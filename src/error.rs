//! Macros for reporting fatal conditions and terminating the process.
//!
//! Every fatal condition in this crate is detected where it originates and
//! immediately ends the process with exit code 1. The printed message is
//! built entirely from the explicit error value, never from ambient
//! process state.

#[cfg(not(feature = "for-testing"))]
#[macro_export]
macro_rules! exit_with_error {
    ($($print_arg:tt)*) => {{
        eprintln!($($print_arg)*);
        quit::with_code(1);
    }};
}

#[cfg(feature = "for-testing")]
#[macro_export]
macro_rules! exit_with_error {
    ($($print_arg:tt)*) => {{
        panic!($($print_arg)*);
    }};
}

#[macro_export]
macro_rules! exit_on_error {
    ($result:expr, $($print_arg:tt)*) => {
        match $result {
            Ok(value) => value,
            Err(err) => {
                $crate::exit_with_error!($($print_arg)*, err)
            }
        }
    };
}

#[macro_export]
macro_rules! exit_on_false {
    ($logic:expr, $($print_arg:tt)*) => {
        if !$logic {
            $crate::exit_with_error!($($print_arg)*)
        }
    };
}
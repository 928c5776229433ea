//! Spartan wire grammar.
//!
//! ```text
//! request  = host SP path-and-query SP content-length CRLF data
//! response = status-digit [SP meta] CRLF body
//! ```
//!
//! Everything here is pure: no state, no I/O.

use thiserror::Error;

pub const CRLF: &[u8] = b"\r\n";

/// Longest meta string accepted in a status line.
pub const MAX_META_LEN: usize = 1024;

/// Longest request line the server buffers while waiting for its CRLF.
pub const MAX_REQUEST_LINE: usize = 4096;

#[derive(Debug, Error, PartialEq, Eq)]
pub enum ProtocolError {
    #[error("malformed status line")]
    MalformedStatusLine,

    #[error("status line exceeds {0} bytes")]
    StatusLineTooLong(usize),

    #[error("request line must have exactly 3 fields")]
    FieldCount,

    #[error("invalid request path `{0}`")]
    InvalidPath(String),

    #[error("invalid content length `{0}`")]
    InvalidContentLength(String),

    #[error("request line exceeds {0} bytes")]
    RequestLineTooLong(usize),

    #[error("line is not valid UTF-8")]
    NotUtf8,
}

/// A parsed response header.
#[derive(Debug, Clone, PartialEq, Eq)]
pub struct StatusLine {
    pub status: u8,
    pub meta: String,
}

/// A parsed request header.
#[derive(Debug, Clone, PartialEq, Eq)]
pub struct RequestLine {
    pub host: String,
    pub path: String,
    pub query: Option<String>,
    pub content_length: u64,
}

/// Position of the first CRLF in `buf`.
pub fn find_crlf(buf: &[u8]) -> Option<usize> {
    buf.windows(2).position(|w| w == CRLF)
}

/// `<host> <path> 0\r\n`. Clients never upload data, so the length is fixed.
pub fn format_request_line(host: &str, target: &str) -> Vec<u8> {
    format!("{} {} 0\r\n", host, target).into_bytes()
}

/// `<status>[ <meta>]\r\n`
pub fn format_status_line(status: u8, meta: &str) -> Vec<u8> {
    if meta.is_empty() {
        format!("{}\r\n", status).into_bytes()
    } else {
        format!("{} {}\r\n", status, meta).into_bytes()
    }
}

/// Gemini-style input prompt line used for the 1x compatibility class.
pub fn input_prompt(path: &str, prompt: &str) -> String {
    format!("=: {} {}", path, prompt)
}

/// Parses the status line at the start of `buf`.
///
/// Returns `Ok(None)` while no CRLF has arrived, otherwise the parsed line
/// and the number of bytes it occupied including the CRLF.
pub fn parse_status_line(buf: &[u8]) -> Result<Option<(StatusLine, usize)>, ProtocolError> {
    let Some(end) = find_crlf(buf) else {
        // digit + space + meta + CR
        let limit = MAX_META_LEN + 3;
        if buf.len() > limit {
            return Err(ProtocolError::StatusLineTooLong(limit));
        }
        return Ok(None);
    };

    let line = &buf[..end];
    if line.is_empty() || (line.len() >= 2 && line[1] != b' ') || !line[0].is_ascii_digit() {
        return Err(ProtocolError::MalformedStatusLine);
    }

    let meta = if line.len() > 2 {
        std::str::from_utf8(&line[2..])
            .map_err(|_| ProtocolError::NotUtf8)?
            .to_string()
    } else {
        String::new()
    };

    let status = StatusLine {
        status: line[0] - b'0',
        meta,
    };
    Ok(Some((status, end + CRLF.len())))
}

/// Parses a request line (without its CRLF).
pub fn parse_request_line(line: &[u8]) -> Result<RequestLine, ProtocolError> {
    let line = std::str::from_utf8(line).map_err(|_| ProtocolError::NotUtf8)?;

    let parts: Vec<&str> = line.split(' ').collect();
    if parts.len() != 3 || parts.iter().any(|p| p.is_empty()) {
        return Err(ProtocolError::FieldCount);
    }

    let (path, query) = split_target(parts[1])?;

    let length = parts[2];
    if !length.bytes().all(|b| b.is_ascii_digit()) {
        return Err(ProtocolError::InvalidContentLength(length.to_string()));
    }
    let content_length = length
        .parse::<u64>()
        .map_err(|_| ProtocolError::InvalidContentLength(length.to_string()))?;

    Ok(RequestLine {
        host: parts[0].to_string(),
        path,
        query,
        content_length,
    })
}

/// Splits `path[?query][#fragment]`, discarding the fragment.
fn split_target(target: &str) -> Result<(String, Option<String>), ProtocolError> {
    let path_end = target.find(['?', '#']).unwrap_or(target.len());
    let path = &target[..path_end];
    if !path.is_empty() && !path.starts_with('/') {
        return Err(ProtocolError::InvalidPath(target.to_string()));
    }

    let rest = &target[path_end..];
    let query = rest.strip_prefix('?').map(|q| {
        let end = q.find('#').unwrap_or(q.len());
        q[..end].to_string()
    });

    let path = if path.is_empty() { "/" } else { path };
    Ok((path.to_string(), query))
}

·····

- **Work task**
Write out, word for word, the line that contains "q[..end].to_string()" and every line after it through the last line of the listing.

- **Result below**
        q[..end].to_string()
    });

    let path = if path.is_empty() { "/" } else { path };
    Ok((path.to_string(), query))
}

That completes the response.